» **Your task**:
Every line of the material below that contains the string "write" must appear in the answer.

▽

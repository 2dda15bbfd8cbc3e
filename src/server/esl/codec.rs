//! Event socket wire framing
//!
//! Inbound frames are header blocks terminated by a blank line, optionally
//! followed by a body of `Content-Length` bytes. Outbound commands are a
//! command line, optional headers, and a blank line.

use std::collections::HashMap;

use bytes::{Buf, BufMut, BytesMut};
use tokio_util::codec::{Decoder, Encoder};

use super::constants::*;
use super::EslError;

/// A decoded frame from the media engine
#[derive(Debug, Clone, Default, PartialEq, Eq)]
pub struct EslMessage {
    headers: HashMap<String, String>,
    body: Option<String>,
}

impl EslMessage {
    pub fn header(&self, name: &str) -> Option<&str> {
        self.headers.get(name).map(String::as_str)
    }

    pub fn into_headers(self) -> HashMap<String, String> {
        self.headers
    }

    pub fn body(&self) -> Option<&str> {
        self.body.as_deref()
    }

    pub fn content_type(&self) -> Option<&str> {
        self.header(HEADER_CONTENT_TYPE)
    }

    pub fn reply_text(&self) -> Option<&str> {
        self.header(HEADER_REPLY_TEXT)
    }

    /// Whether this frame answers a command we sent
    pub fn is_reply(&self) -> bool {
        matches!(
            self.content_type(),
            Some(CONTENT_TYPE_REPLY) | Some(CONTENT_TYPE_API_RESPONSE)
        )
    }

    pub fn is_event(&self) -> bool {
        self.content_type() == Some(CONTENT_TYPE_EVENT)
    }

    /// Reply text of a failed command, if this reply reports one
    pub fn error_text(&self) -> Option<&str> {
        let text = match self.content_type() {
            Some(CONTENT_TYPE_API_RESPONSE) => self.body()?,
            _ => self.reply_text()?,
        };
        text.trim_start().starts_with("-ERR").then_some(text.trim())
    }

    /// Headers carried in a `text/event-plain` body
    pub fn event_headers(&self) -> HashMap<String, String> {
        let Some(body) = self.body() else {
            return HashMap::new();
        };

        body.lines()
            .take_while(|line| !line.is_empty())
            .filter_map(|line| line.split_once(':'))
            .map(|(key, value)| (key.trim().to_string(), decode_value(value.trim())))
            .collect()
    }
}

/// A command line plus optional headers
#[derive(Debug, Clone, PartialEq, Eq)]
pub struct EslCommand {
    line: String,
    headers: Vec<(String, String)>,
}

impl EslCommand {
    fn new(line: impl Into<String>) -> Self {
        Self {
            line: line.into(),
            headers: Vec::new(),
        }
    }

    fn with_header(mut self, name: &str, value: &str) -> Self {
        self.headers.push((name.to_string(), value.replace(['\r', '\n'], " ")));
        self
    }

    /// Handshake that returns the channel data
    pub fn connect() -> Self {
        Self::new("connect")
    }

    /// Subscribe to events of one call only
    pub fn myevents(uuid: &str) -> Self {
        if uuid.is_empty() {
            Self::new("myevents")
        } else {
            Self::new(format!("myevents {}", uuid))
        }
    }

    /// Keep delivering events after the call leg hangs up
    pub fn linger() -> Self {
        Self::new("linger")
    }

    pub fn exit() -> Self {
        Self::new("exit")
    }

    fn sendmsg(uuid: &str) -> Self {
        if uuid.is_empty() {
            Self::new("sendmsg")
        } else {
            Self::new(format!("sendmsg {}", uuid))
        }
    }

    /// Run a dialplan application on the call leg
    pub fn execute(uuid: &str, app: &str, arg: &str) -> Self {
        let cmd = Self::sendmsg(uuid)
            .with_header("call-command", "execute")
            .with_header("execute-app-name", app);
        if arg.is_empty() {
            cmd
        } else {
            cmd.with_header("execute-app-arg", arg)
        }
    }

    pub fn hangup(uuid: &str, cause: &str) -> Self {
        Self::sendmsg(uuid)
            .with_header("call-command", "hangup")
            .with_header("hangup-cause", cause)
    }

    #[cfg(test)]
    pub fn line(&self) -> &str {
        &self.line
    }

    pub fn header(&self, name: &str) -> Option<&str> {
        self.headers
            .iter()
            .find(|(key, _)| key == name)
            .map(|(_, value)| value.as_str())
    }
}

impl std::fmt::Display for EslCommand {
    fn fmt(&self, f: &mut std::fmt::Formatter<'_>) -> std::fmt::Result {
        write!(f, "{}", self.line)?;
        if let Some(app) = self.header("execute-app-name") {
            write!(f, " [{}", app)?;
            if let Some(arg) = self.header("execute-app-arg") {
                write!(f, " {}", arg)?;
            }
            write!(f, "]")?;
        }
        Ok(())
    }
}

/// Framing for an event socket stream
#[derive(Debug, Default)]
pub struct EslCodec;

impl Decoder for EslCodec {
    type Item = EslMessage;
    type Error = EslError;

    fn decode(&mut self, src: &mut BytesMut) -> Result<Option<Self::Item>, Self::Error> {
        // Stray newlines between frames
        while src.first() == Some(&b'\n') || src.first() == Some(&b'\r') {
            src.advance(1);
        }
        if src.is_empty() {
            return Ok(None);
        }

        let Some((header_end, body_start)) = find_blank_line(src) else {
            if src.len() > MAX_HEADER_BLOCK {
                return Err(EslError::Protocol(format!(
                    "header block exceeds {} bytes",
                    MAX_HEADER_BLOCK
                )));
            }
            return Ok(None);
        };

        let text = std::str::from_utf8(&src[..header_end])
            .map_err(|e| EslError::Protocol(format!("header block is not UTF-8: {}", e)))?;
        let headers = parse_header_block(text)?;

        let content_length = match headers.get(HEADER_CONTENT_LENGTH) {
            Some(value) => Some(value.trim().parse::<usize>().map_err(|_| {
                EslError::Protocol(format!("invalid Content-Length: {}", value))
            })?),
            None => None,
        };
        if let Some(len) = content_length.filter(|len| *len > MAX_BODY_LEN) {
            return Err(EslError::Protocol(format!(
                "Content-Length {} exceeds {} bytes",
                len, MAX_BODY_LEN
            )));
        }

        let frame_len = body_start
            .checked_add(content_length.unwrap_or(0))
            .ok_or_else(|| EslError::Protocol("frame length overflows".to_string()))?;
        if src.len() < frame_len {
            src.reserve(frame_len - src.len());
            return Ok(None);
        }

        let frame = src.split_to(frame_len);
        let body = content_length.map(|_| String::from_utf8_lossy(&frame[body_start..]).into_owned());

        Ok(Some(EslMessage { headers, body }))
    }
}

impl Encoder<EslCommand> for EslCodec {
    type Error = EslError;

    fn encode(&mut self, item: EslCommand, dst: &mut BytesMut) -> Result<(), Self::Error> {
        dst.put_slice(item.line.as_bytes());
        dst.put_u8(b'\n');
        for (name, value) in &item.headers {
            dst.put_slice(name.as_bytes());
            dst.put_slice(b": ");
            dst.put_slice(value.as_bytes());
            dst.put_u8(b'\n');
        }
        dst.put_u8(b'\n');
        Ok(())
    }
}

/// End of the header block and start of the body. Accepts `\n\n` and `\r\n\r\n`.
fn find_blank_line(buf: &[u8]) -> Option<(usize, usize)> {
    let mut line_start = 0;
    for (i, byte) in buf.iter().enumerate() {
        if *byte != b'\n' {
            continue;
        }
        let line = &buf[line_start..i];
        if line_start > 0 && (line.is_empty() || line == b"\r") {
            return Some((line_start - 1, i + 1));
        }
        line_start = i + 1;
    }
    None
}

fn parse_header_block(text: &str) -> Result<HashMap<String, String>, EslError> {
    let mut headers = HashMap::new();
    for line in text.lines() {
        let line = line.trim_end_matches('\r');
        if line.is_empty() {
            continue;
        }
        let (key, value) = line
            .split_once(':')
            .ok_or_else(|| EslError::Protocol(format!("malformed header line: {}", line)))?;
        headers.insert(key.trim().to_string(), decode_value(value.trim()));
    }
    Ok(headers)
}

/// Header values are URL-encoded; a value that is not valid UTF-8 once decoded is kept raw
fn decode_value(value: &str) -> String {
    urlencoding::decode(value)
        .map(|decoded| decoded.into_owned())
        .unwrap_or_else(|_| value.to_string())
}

△

» **Solution to the problem**:
        write!(f, "{}", self.line)?;
            write!(f, " [{}", app)?;
                write!(f, " {}", arg)?;
            write!(f, "]")?;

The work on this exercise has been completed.